== Problem description ==
Line by line, count where the string "struct" appears in the listing, then give the number of such lines alone.

== Data records ==
>>

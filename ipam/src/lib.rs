// SPDX-License-Identifier: Apache-2.0
// Copyright Open Network Fabric Authors

//! Deterministic per-node address derivation.
//!
//! Addresses are a pure function of a CIDR pool and a node index: there is no allocation table,
//! so re-deriving always yields the same answer on every node of the cluster.

#![deny(
    unsafe_code,
    missing_docs,
    clippy::all,
    clippy::pedantic,
    clippy::unwrap_used,
    clippy::expect_used,
    clippy::panic
)]

use ipnet::{IpNet, Ipv4Net, Ipv6Net};
use serde::{Deserialize, Serialize};
use std::net::{IpAddr, Ipv4Addr, Ipv6Addr};
use thiserror::Error;

/// The rank of a node in the cluster.
pub type NodeIndex = u32;

/// Reasons why an address could not be derived from a pool.
#[derive(Debug, Error, Clone, PartialEq, Eq)]
pub enum IpamError {
    /// The pool is not a CIDR.
    #[error("Failed to parse pool '{0}'")]
    InvalidPool(String),
    /// The requested host does not fit in the pool.
    #[error("Offset {offset} is out of range for pool {pool} (capacity {capacity})")]
    OutOfRange {
        /// Requested host offset.
        offset: u128,
        /// The parsed pool.
        pool: IpNet,
        /// Number of addresses in the pool.
        capacity: u128,
    },
}

/// The two ends of the veth pair that links the host to the router namespace.
#[derive(Clone, Copy, Debug, PartialEq, Eq, Hash, Serialize, Deserialize)]
pub struct Veths {
    /// Host leg: unique per node, with the prefix length of the pool.
    pub host_side: IpNet,
    /// Router-namespace leg: identical on every node, always a host prefix.
    pub ns_side: IpNet,
}

/// Parse a CIDR pool. Host bits are discarded so that `10.0.0.7/24` means `10.0.0.0/24`.
///
/// # Errors
///
/// Fails with [`IpamError::InvalidPool`] if `pool` is not in CIDR notation.
pub fn parse_pool(pool: &str) -> Result<IpNet, IpamError> {
    pool.trim()
        .parse::<IpNet>()
        .map(|net| net.trunc())
        .map_err(|_| IpamError::InvalidPool(pool.to_owned()))
}

/// Number of addresses in `pool`, saturating for an IPv6 /0.
#[must_use]
pub fn capacity(pool: &IpNet) -> u128 {
    let host_bits = u32::from(pool.max_prefix_len() - pool.prefix_len());
    1u128.checked_shl(host_bits).unwrap_or(u128::MAX)
}

/// The `offset`-th address of `pool`, computed by adding to the numeric base address.
fn nth_host(pool: &IpNet, offset: u128) -> Result<IpAddr, IpamError> {
    let capacity = capacity(pool);
    // an IPv6 /0 holds 2^128 addresses, which any u128 offset fits in
    let fits = (pool.prefix_len() == 0 && pool.max_prefix_len() == 128) || offset < capacity;
    if !fits {
        return Err(IpamError::OutOfRange {
            offset,
            pool: *pool,
            capacity,
        });
    }
    Ok(match pool.network() {
        IpAddr::V4(base) => {
            #[allow(clippy::cast_possible_truncation)] // offset < 2^32 checked above
            let offset = offset as u32;
            IpAddr::V4(Ipv4Addr::from(u32::from(base) + offset))
        }
        IpAddr::V6(base) => IpAddr::V6(Ipv6Addr::from(u128::from(base) + offset)),
    })
}

fn with_prefix(address: IpAddr, prefix_len: u8) -> IpNet {
    match address {
        IpAddr::V4(a) => Ipv4Net::new_assert(a, prefix_len).into(),
        IpAddr::V6(a) => Ipv6Net::new_assert(a, prefix_len).into(),
    }
}

fn as_host_prefix(address: IpAddr) -> IpNet {
    IpNet::from(address)
}

/// The VTEP address of node `index`: the `index`-th host of `pool`, as a host prefix.
///
/// # Errors
///
/// Fails if `pool` does not parse or if `index` exceeds the capacity of the pool.
pub fn vtep_address(pool: &str, index: NodeIndex) -> Result<IpNet, IpamError> {
    let pool = parse_pool(pool)?;
    nth_host(&pool, u128::from(index)).map(as_host_prefix)
}

/// The veth addresses of node `index`.
///
/// The namespace side is the 0th host of the pool, as a host prefix, and is shared by all nodes.
/// The host side is host `index + 1`, keeping the prefix length of the pool.
///
/// # Errors
///
/// Fails if `pool` does not parse or if `index + 1` exceeds the capacity of the pool.
pub fn veth_addresses(pool: &str, index: NodeIndex) -> Result<Veths, IpamError> {
    let pool = parse_pool(pool)?;
    let ns_side = as_host_prefix(nth_host(&pool, 0)?);
    let host_side = with_prefix(
        nth_host(&pool, u128::from(index) + 1)?,
        pool.prefix_len(),
    );
    Ok(Veths { host_side, ns_side })
}

#[cfg(test)]
mod tests {
    use super::*;
    use pretty_assertions::assert_eq;
    use std::collections::HashSet;

    #[test]
    fn veth_addresses_of_first_nodes() {
        let first = veth_addresses("192.168.1.0/24", 0).unwrap();
        assert_eq!(first.ns_side, "192.168.1.0/32".parse::<IpNet>().unwrap());
        assert_eq!(first.host_side, "192.168.1.1/24".parse::<IpNet>().unwrap());

        let second = veth_addresses("192.168.1.0/24", 1).unwrap();
        assert_eq!(second.ns_side, "192.168.1.0/32".parse::<IpNet>().unwrap());
        assert_eq!(second.host_side, "192.168.1.2/24".parse::<IpNet>().unwrap());
    }

    #[test]
    fn vtep_is_a_host_prefix() {
        let vtep = vtep_address("100.65.0.0/24", 3).unwrap();
        assert_eq!(vtep, "100.65.0.3/32".parse::<IpNet>().unwrap());
        let vtep = vtep_address("fd00:1::/64", 258).unwrap();
        assert_eq!(vtep, "fd00:1::102/128".parse::<IpNet>().unwrap());
    }

    #[test]
    fn host_bits_of_the_pool_are_ignored() {
        assert_eq!(
            vtep_address("10.1.2.77/24", 5).unwrap(),
            vtep_address("10.1.2.0/24", 5).unwrap()
        );
    }

    #[test]
    fn offsets_carry_across_octets() {
        let vtep = vtep_address("10.0.0.0/16", 256).unwrap();
        assert_eq!(vtep, "10.0.1.0/32".parse::<IpNet>().unwrap());
    }

    #[test]
    fn unparsable_pools_are_rejected() {
        for pool in ["", "10.0.0.0", "10.0.0.0/33", "not-a-cidr/24", "fd00::/129"] {
            assert_eq!(
                vtep_address(pool, 0),
                Err(IpamError::InvalidPool(pool.to_owned()))
            );
            assert!(veth_addresses(pool, 0).is_err());
        }
    }

    #[test]
    fn out_of_range_at_capacity() {
        assert!(vtep_address("192.168.0.0/30", 3).is_ok());
        assert!(matches!(
            vtep_address("192.168.0.0/30", 4),
            Err(IpamError::OutOfRange { capacity: 4, .. })
        ));
        // the host side needs one more address than the index
        assert!(veth_addresses("192.168.0.0/30", 2).is_ok());
        assert!(matches!(
            veth_addresses("192.168.0.0/30", 3),
            Err(IpamError::OutOfRange { offset: 4, .. })
        ));
        assert!(vtep_address("192.168.0.9/32", 0).is_ok());
        assert!(vtep_address("192.168.0.9/32", 1).is_err());
    }

    #[test]
    fn ipv6_whole_space_has_room() {
        assert_eq!(capacity(&"::/0".parse().unwrap()), u128::MAX);
        assert!(vtep_address("::/0", NodeIndex::MAX).is_ok());
    }

    #[test]
    fn host_sides_never_overlap() {
        bolero::check!()
            .with_type()
            .for_each(|&(a, b): &(u16, u16)| {
                let pool = "10.128.0.0/12";
                let va = veth_addresses(pool, u32::from(a)).unwrap();
                let vb = veth_addresses(pool, u32::from(b)).unwrap();
                assert_ne!(va.host_side.addr(), va.ns_side.addr());
                assert_eq!(va.ns_side, vb.ns_side);
                if a == b {
                    assert_eq!(va.host_side, vb.host_side);
                } else {
                    assert_ne!(va.host_side.addr(), vb.host_side.addr());
                }
            });
    }

    #[test]
    fn vtep_is_injective_in_range() {
        bolero::check!()
            .with_type()
            .for_each(|&(prefix_len, index): &(u8, u16)| {
                let prefix_len = 16 + prefix_len % 17;
                let pool = format!("172.16.0.0/{prefix_len}");
                let capacity = 1u128 << (32 - prefix_len);
                match vtep_address(&pool, u32::from(index)) {
                    Ok(vtep) => {
                        assert!(u128::from(index) < capacity);
                        let base = u32::from(Ipv4Addr::new(172, 16, 0, 0));
                        let IpAddr::V4(got) = vtep.addr() else {
                            unreachable!()
                        };
                        assert_eq!(u32::from(got) - base, u32::from(index));
                        assert_eq!(vtep.prefix_len(), 32);
                    }
                    Err(e) => {
                        assert!(u128::from(index) >= capacity);
                        assert!(matches!(e, IpamError::OutOfRange { .. }));
                    }
                }
            });
    }

    #[test]
    fn distinct_vteps_for_a_small_cluster() {
        let vteps: HashSet<_> = (0..64)
            .map(|i| vtep_address("100.64.0.0/26", i).unwrap())
            .collect();
        assert_eq!(vteps.len(), 64);
    }
}
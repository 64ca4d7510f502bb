// SPDX-License-Identifier: Apache-2.0
// Copyright Open Network Fabric Authors

//! Logging setup and runtime control of log levels for all the crates of the workspace.

pub mod control;
pub mod frr;
pub mod targets;

// re-exports
pub use control::{TraceCtlError, TracingControl, get_trace_ctl};
pub use frr::frr_log_level;
pub use tracing_subscriber::filter::LevelFilter;
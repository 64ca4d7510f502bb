// SPDX-License-Identifier: Apache-2.0
// Copyright Open Network Fabric Authors

//! Durations written the way cluster objects carry them: `90s`, `1m30s`, `500ms`.

/// `serde(with)` adapter for `Option<Duration>`.
pub mod opt {
    use humantime::{format_duration, parse_duration};
    use serde::{Deserialize, Deserializer, Serializer};
    use std::time::Duration;

    #[allow(clippy::ref_option)] // signature imposed by serde
    pub fn serialize<S: Serializer>(value: &Option<Duration>, s: S) -> Result<S::Ok, S::Error> {
        match value {
            Some(d) => s.serialize_str(&format_duration(*d).to_string()),
            None => s.serialize_none(),
        }
    }

    pub fn deserialize<'de, D: Deserializer<'de>>(d: D) -> Result<Option<Duration>, D::Error> {
        use serde::de::Error;
        Option::<String>::deserialize(d)?
            .map(|s| {
                parse_duration(&s)
                    .map_err(|e| D::Error::custom(format!("invalid duration '{s}': {e}")))
            })
            .transpose()
    }
}
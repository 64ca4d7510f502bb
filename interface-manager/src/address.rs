// SPDX-License-Identifier: Apache-2.0
// Copyright Open Network Fabric Authors

//! Interface addresses.

use crate::errors::{DataplaneError, Kind, NetlinkContext, Op};
use crate::link::Link;
use crate::{Changes, Manager};
use futures::TryStreamExt;
use ipnet::IpNet;
use rtnetlink::packet_route::address::{AddressAttribute, AddressMessage};
use tracing::debug;

/// Marker for the address operations of a [`Manager`].
#[non_exhaustive]
pub struct Address;

fn prefix_of(message: &AddressMessage) -> Option<IpNet> {
    message.attributes.iter().find_map(|attr| match attr {
        AddressAttribute::Address(addr) => IpNet::new(*addr, message.header.prefix_len).ok(),
        _ => None,
    })
}

impl Manager<Address> {
    async fn dump(&self, index: Option<u32>) -> Result<Vec<AddressMessage>, DataplaneError> {
        let mut request = self.handle.address().get();
        if let Some(index) = index {
            request = request.set_link_index_filter(index);
        }
        let mut request = request.execute();
        let mut messages = vec![];
        let name = index.map_or_else(|| "*".to_owned(), |i| format!("#{i}"));
        while let Some(message) = request
            .try_next()
            .await
            .context(Op::Lookup, Kind::Address, &name)?
        {
            // the filter is a hint that the kernel may ignore
            if index.is_none_or(|i| message.header.index == i) {
                messages.push(message);
            }
        }
        Ok(messages)
    }

    /// The addresses of a link.
    ///
    /// # Errors
    ///
    /// Fails if the dump fails.
    pub async fn list(&self, link: &Link) -> Result<Vec<IpNet>, DataplaneError> {
        Ok(self
            .dump(Some(link.index))
            .await?
            .iter()
            .filter_map(prefix_of)
            .collect())
    }

    /// Assign `prefix` to `link` unless it is already there.
    ///
    /// # Errors
    ///
    /// Fails if the kernel refuses.
    pub async fn ensure(&self, link: &Link, prefix: IpNet) -> Result<Changes, DataplaneError> {
        if self.list(link).await?.contains(&prefix) {
            return Ok(Changes::NONE);
        }
        debug!("Adding address {prefix} to {}", link.name);
        self.handle
            .address()
            .add(link.index, prefix.addr(), prefix.prefix_len())
            .execute()
            .await
            .context(Op::Create, Kind::Address, format!("{prefix} on {}", link.name))?;
        Ok(Changes::ONE)
    }

    /// Remove `prefix` from `link` if it is there.
    ///
    /// # Errors
    ///
    /// Fails if the kernel refuses.
    pub async fn remove(&self, link: &Link, prefix: IpNet) -> Result<Changes, DataplaneError> {
        let mut changes = Changes::NONE;
        for message in self.dump(Some(link.index)).await? {
            if prefix_of(&message) == Some(prefix) {
                debug!("Removing address {prefix} from {}", link.name);
                self.handle
                    .address()
                    .del(message)
                    .execute()
                    .await
                    .context(Op::Delete, Kind::Address, format!("{prefix} on {}", link.name))?;
                changes += Changes::ONE;
            }
        }
        Ok(changes)
    }

    /// Index of the first link carrying `prefix`.
    ///
    /// # Errors
    ///
    /// Fails if the dump fails.
    pub async fn holder_of(&self, prefix: IpNet) -> Result<Option<u32>, DataplaneError> {
        Ok(self
            .dump(None)
            .await?
            .iter()
            .find(|message| prefix_of(message) == Some(prefix))
            .map(|message| message.header.index))
    }
}

#[cfg(test)]
mod tests {
    use super::*;
    use std::net::{IpAddr, Ipv4Addr};

    #[test]
    fn prefix_from_message() {
        let mut message = AddressMessage::default();
        message.header.prefix_len = 24;
        message.header.index = 4;
        message
            .attributes
            .push(AddressAttribute::Address(IpAddr::V4(Ipv4Addr::new(
                192, 168, 1, 1,
            ))));
        assert_eq!(prefix_of(&message), Some("192.168.1.1/24".parse().unwrap()));
        assert_eq!(prefix_of(&AddressMessage::default()), None);
    }
}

<<

== Solution for this task ==
2